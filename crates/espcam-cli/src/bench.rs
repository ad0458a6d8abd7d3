// SPDX-License-Identifier: Apache-2.0
// Copyright 2025 Au-Zone Technologies

use crate::error::CliError;
use crate::metrics::MetricsCollector;
use crate::utils::{self, CameraArgs, Global};
use clap::Args as ClapArgs;
use espcam::{
    config::CameraConfig, driver::Converter, esp::EspDriver, format::PixelFormat,
    registry::DeviceRegistry, simulated::SimulatedDriver,
};
use std::sync::atomic::Ordering;
use std::time::{Duration, Instant};

#[derive(ClapArgs, Debug)]
pub struct Args {
    /// Number of frames to capture (0 = until Ctrl+C)
    #[arg(short = 'n', long, default_value = "100")]
    frames: u64,

    /// Convert every frame to this format (JPEG, RGB888, RGB565)
    #[arg(long, value_parser = utils::parse_named::<PixelFormat>)]
    output_format: Option<PixelFormat>,

    /// Capture timeout in milliseconds
    #[arg(long, default_value = "4000")]
    timeout_ms: u64,

    /// Give up after this many consecutive timeouts
    #[arg(long, default_value = "3")]
    max_timeouts: u32,

    #[command(flatten)]
    camera: CameraArgs,
}

pub fn execute(args: Args, global: &Global) -> Result<(), CliError> {
    let board = utils::resolve_board(global)?;
    let config = args.camera.config(board)?;
    log::debug!("Benchmark parameters: {:?}", args);

    let term = utils::install_signal_handler()?;
    let mut metrics = MetricsCollector::new();
    if global.simulate {
        run(SimulatedDriver::new(), &args, config, &term, &mut metrics)?;
    } else {
        run(EspDriver::load()?, &args, config, &term, &mut metrics)?;
    }

    if global.json {
        metrics.print_json()?;
    } else {
        metrics.print_text();
    }
    Ok(())
}

fn run<D: Converter>(
    driver: D,
    args: &Args,
    config: CameraConfig,
    term: &std::sync::atomic::AtomicBool,
    metrics: &mut MetricsCollector,
) -> Result<(), CliError> {
    let registry = DeviceRegistry::new();
    let mut camera = utils::open_camera(driver, &registry, config)?;
    let timeout = Duration::from_millis(args.timeout_ms);
    let max_frames = if args.frames == 0 {
        u64::MAX
    } else {
        args.frames
    };

    log::info!(
        "Capturing {} frames (Ctrl+C to stop)...",
        if max_frames == u64::MAX {
            "unlimited".to_string()
        } else {
            max_frames.to_string()
        }
    );

    let mut captured = 0u64;
    let mut consecutive_timeouts = 0u32;
    while captured < max_frames && !term.load(Ordering::Relaxed) {
        let start = Instant::now();
        match camera.capture_with_timeout(args.output_format, timeout)? {
            Some(image) => {
                metrics.record_frame(start.elapsed(), image.len());
                captured += 1;
                consecutive_timeouts = 0;
                if captured % 100 == 0 {
                    log::info!("{} frames captured", captured);
                }
            }
            None => {
                metrics.record_timeout();
                consecutive_timeouts += 1;
                log::warn!("No frame within {} ms", args.timeout_ms);
                if consecutive_timeouts >= args.max_timeouts {
                    return Err(CliError::Timeout(format!(
                        "{} consecutive captures without a frame",
                        consecutive_timeouts
                    )));
                }
            }
        }
    }

    if term.load(Ordering::Relaxed) {
        log::info!("Interrupted after {} frames", captured);
    }
    camera.deinit()?;
    Ok(())
}
impl EspCameraLibrary {
    pub unsafe fn new<P>(path: P) -> Result<Self, ::libloading::Error>
    where
        P: ::libloading::AsFilename,
    {
        let library = ::libloading::Library::new(path)?;
        Self::from_library(library)
    }

    pub unsafe fn from_library<L>(library: L) -> Result<Self, ::libloading::Error>
    where
        L: Into<::libloading::Library>,
    {
        let __library = library.into();
        let esp_camera_init = __library.get(b"esp_camera_init\0").map(|sym| *sym);
        let esp_camera_deinit = __library.get(b"esp_camera_deinit\0").map(|sym| *sym);
        let esp_camera_fb_get = __library.get(b"esp_camera_fb_get\0").map(|sym| *sym);
        let esp_camera_fb_return = __library.get(b"esp_camera_fb_return\0").map(|sym| *sym);
        let esp_camera_sensor_get = __library.get(b"esp_camera_sensor_get\0").map(|sym| *sym);
        let esp_camera_sensor_get_info = __library
            .get(b"esp_camera_sensor_get_info\0")
            .map(|sym| *sym);
        let esp_camera_available_frames = __library
            .get(b"esp_camera_available_frames\0")
            .map(|sym| *sym);
        let frame2jpg = __library.get(b"frame2jpg\0").map(|sym| *sym);
        let frame2bmp = __library.get(b"frame2bmp\0").map(|sym| *sym);
        let fmt2rgb888 = __library.get(b"fmt2rgb888\0").map(|sym| *sym);
        let jpg2rgb565 = __library.get(b"jpg2rgb565\0").map(|sym| *sym);
        let free = __library.get(b"free\0").map(|sym| *sym);
        Ok(EspCameraLibrary {
            __library,
            esp_camera_init,
            esp_camera_deinit,
            esp_camera_fb_get,
            esp_camera_fb_return,
            esp_camera_sensor_get,
            esp_camera_sensor_get_info,
            esp_camera_available_frames,
            frame2jpg,
            frame2bmp,
            fmt2rgb888,
            jpg2rgb565,
            free,
        })
    }

    pub unsafe fn esp_camera_init(&self, config: *const camera_config_t) -> esp_err_t {
        (self
            .esp_camera_init
            .as_ref()
            .expect("Expected function, got error."))(config)
    }

    pub unsafe fn esp_camera_deinit(&self) -> esp_err_t {
        (self
            .esp_camera_deinit
            .as_ref()
            .expect("Expected function, got error."))()
    }

    pub unsafe fn esp_camera_fb_get(&self) -> *mut camera_fb_t {
        (self
            .esp_camera_fb_get
            .as_ref()
            .expect("Expected function, got error."))()
    }

    pub unsafe fn esp_camera_fb_return(&self, fb: *mut camera_fb_t) {
        (self
            .esp_camera_fb_return
            .as_ref()
            .expect("Expected function, got error."))(fb)
    }

    pub unsafe fn esp_camera_sensor_get(&self) -> *mut sensor_t {
        (self
            .esp_camera_sensor_get
            .as_ref()
            .expect("Expected function, got error."))()
    }

    pub unsafe fn esp_camera_sensor_get_info(
        &self,
        id: *mut camera_sensor_id_t,
    ) -> *mut camera_sensor_info_t {
        (self
            .esp_camera_sensor_get_info
            .as_ref()
            .expect("Expected function, got error."))(id)
    }

    pub unsafe fn esp_camera_available_frames(&self) -> bool {
        (self
            .esp_camera_available_frames
            .as_ref()
            .expect("Expected function, got error."))()
    }

    pub unsafe fn frame2jpg(
        &self,
        fb: *mut camera_fb_t,
        quality: u8,
        out: *mut *mut u8,
        out_len: *mut usize,
    ) -> bool {
        (self
            .frame2jpg
            .as_ref()
            .expect("Expected function, got error."))(fb, quality, out, out_len)
    }

    pub unsafe fn frame2bmp(
        &self,
        fb: *mut camera_fb_t,
        out: *mut *mut u8,
        out_len: *mut usize,
    ) -> bool {
        (self
            .frame2bmp
            .as_ref()
            .expect("Expected function, got error."))(fb, out, out_len)
    }

    pub unsafe fn fmt2rgb888(
        &self,
        src_buf: *const u8,
        src_len: usize,
        format: pixformat_t,
        rgb_buf: *mut u8,
    ) -> bool {
        (self
            .fmt2rgb888
            .as_ref()
            .expect("Expected function, got error."))(src_buf, src_len, format, rgb_buf)
    }

    pub unsafe fn jpg2rgb565(
        &self,
        src: *const u8,
        src_len: usize,
        out: *mut u8,
        scale: jpg_scale_t,
    ) -> bool {
        (self
            .jpg2rgb565
            .as_ref()
            .expect("Expected function, got error."))(src, src_len, out, scale)
    }

    pub unsafe fn free(&self, ptr: *mut ::std::os::raw::c_void) {
        (self.free.as_ref().expect("Expected function, got error."))(ptr)
    }
}
// SPDX-License-Identifier: Apache-2.0
// Copyright 2025 Au-Zone Technologies

#![allow(non_upper_case_globals)]
#![allow(non_camel_case_types)]
#![allow(non_snake_case)]
#![allow(clippy::type_complexity)]
#![allow(clippy::missing_safety_doc)]
#![allow(clippy::too_many_arguments)]

include!("ffi.rs");

// Re-export libloading for error handling
pub use libloading;

use std::sync::{Mutex, OnceLock};

/// Default shared object name of the esp32-camera driver build.
pub const DEFAULT_LIBRARY: &str = "libesp32_camera.so";

static LIBRARY: OnceLock<EspCameraLibrary> = OnceLock::new();
static INIT_LOCK: Mutex<()> = Mutex::new(());

/// Load the esp32-camera driver and image converters.
///
/// This must be called before using any other driver function. Returns an
/// error if the library cannot be loaded.
///
/// The environment variable `ESPCAM_LIBRARY` can be used to specify a custom
/// path to the library. If not set, the loader searches standard paths for
/// [`DEFAULT_LIBRARY`].
pub fn init() -> Result<&'static EspCameraLibrary, libloading::Error> {
    if let Some(lib) = LIBRARY.get() {
        return Ok(lib);
    }

    let _guard = INIT_LOCK.lock().unwrap_or_else(|poisoned| poisoned.into_inner());

    // Double-check after acquiring lock
    if let Some(lib) = LIBRARY.get() {
        return Ok(lib);
    }

    let lib_path = std::env::var("ESPCAM_LIBRARY").unwrap_or_else(|_| DEFAULT_LIBRARY.to_string());

    let lib = unsafe { EspCameraLibrary::new(lib_path.as_str())? };

    // Only this thread can reach here while holding INIT_LOCK.
    Ok(LIBRARY.get_or_init(|| lib))
}

#[cfg(test)]
fn try_library() -> Option<&'static EspCameraLibrary> {
    LIBRARY.get()
}

#[cfg(test)]
mod tests {
    use super::*;
    use std::mem;

    #[test]
    fn test_config_layout() {
        // 17 ints for pins and clock, 4 enums, quality, size_t count, 2 enums, port
        let ints = 17 + 4 + 1 + 2 + 1;
        let expected = ints * mem::size_of::<std::os::raw::c_int>() + mem::size_of::<usize>();
        assert!(mem::size_of::<camera_config_t>() >= expected);
    }

    #[test]
    fn test_camera_error_codes() {
        assert_eq!(ESP_ERR_CAMERA_NOT_DETECTED, 0x20001);
        assert_eq!(ESP_ERR_CAMERA_NOT_SUPPORTED, 0x20004);
        assert!(ESP_ERR_TIMEOUT > ESP_ERR_NO_MEM);
    }

    #[test]
    fn test_missing_library() {
        let result = unsafe { EspCameraLibrary::new("/nonexistent/libesp32_camera.so") };
        assert!(result.is_err());
        if init().is_err() {
            assert!(try_library().is_none());
        }
    }
}
// SPDX-License-Identifier: Apache-2.0
// Copyright 2025 Au-Zone Technologies

use crate::error::CliError;
use crate::utils::{self, CameraArgs, Global};
use clap::Args as ClapArgs;
use espcam::{
    driver::Converter, esp::EspDriver, format::PixelFormat, registry::DeviceRegistry,
    simulated::SimulatedDriver,
};
use serde::Serialize;
use std::fs;
use std::path::PathBuf;
use std::time::Duration;

#[derive(ClapArgs, Debug)]
pub struct Args {
    /// Output file (numbered when capturing more than one frame)
    #[arg(short, long, default_value = "frame.jpg")]
    output: PathBuf,

    /// Convert frames to this format (JPEG, RGB888, RGB565)
    #[arg(long, value_parser = utils::parse_named::<PixelFormat>)]
    output_format: Option<PixelFormat>,

    /// Wrap frames in a BMP header
    #[arg(long)]
    bmp: bool,

    /// Number of frames to capture
    #[arg(short = 'n', long, default_value = "1")]
    count: u32,

    /// Capture timeout in milliseconds
    #[arg(long, default_value = "4000")]
    timeout_ms: u64,

    #[command(flatten)]
    camera: CameraArgs,
}

/// One written frame
#[derive(Debug, Serialize)]
struct SavedFrame {
    path: PathBuf,
    bytes: usize,
    width: u32,
    height: u32,
    format: PixelFormat,
    bitmap: bool,
}

pub fn execute(args: Args, global: &Global) -> Result<(), CliError> {
    if args.count == 0 {
        return Err(CliError::InvalidArgs("--count must be at least 1".to_string()));
    }
    let board = utils::resolve_board(global)?;
    let config = args.camera.config(board)?;
    log::debug!("Capture parameters: {:?}", args);

    let saved = if global.simulate {
        run(SimulatedDriver::new(), &args, config)?
    } else {
        run(EspDriver::load()?, &args, config)?
    };

    if global.json {
        println!("{}", serde_json::to_string_pretty(&saved)?);
    } else {
        for frame in &saved {
            println!(
                "{}: {} bytes {}x{} {}{}",
                frame.path.display(),
                frame.bytes,
                frame.width,
                frame.height,
                frame.format,
                if frame.bitmap { " (BMP)" } else { "" }
            );
        }
    }
    Ok(())
}

fn run<D: Converter>(
    driver: D,
    args: &Args,
    config: espcam::config::CameraConfig,
) -> Result<Vec<SavedFrame>, CliError> {
    let registry = DeviceRegistry::new();
    let mut camera = utils::open_camera(driver, &registry, config)?;
    camera.set_bitmap(args.bmp);
    let timeout = Duration::from_millis(args.timeout_ms);

    let mut saved = Vec::with_capacity(args.count as usize);
    for index in 0..args.count {
        let path = if args.count == 1 {
            args.output.clone()
        } else {
            utils::numbered_path(&args.output, index)
        };

        let image = camera
            .capture_with_timeout(args.output_format, timeout)?
            .ok_or_else(|| {
                CliError::Timeout(format!("no frame within {} ms", args.timeout_ms))
            })?;
        fs::write(&path, image.data())?;
        log::info!("Wrote {} ({} bytes)", path.display(), image.len());

        saved.push(SavedFrame {
            path,
            bytes: image.len(),
            width: image.width(),
            height: image.height(),
            format: image.format(),
            bitmap: image.is_bitmap(),
        });
    }

    camera.deinit()?;
    Ok(saved)
}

About this task —
Say, as a bare number, how many lines in the entries above include the string "SimulatedDriver".

Answer section —
4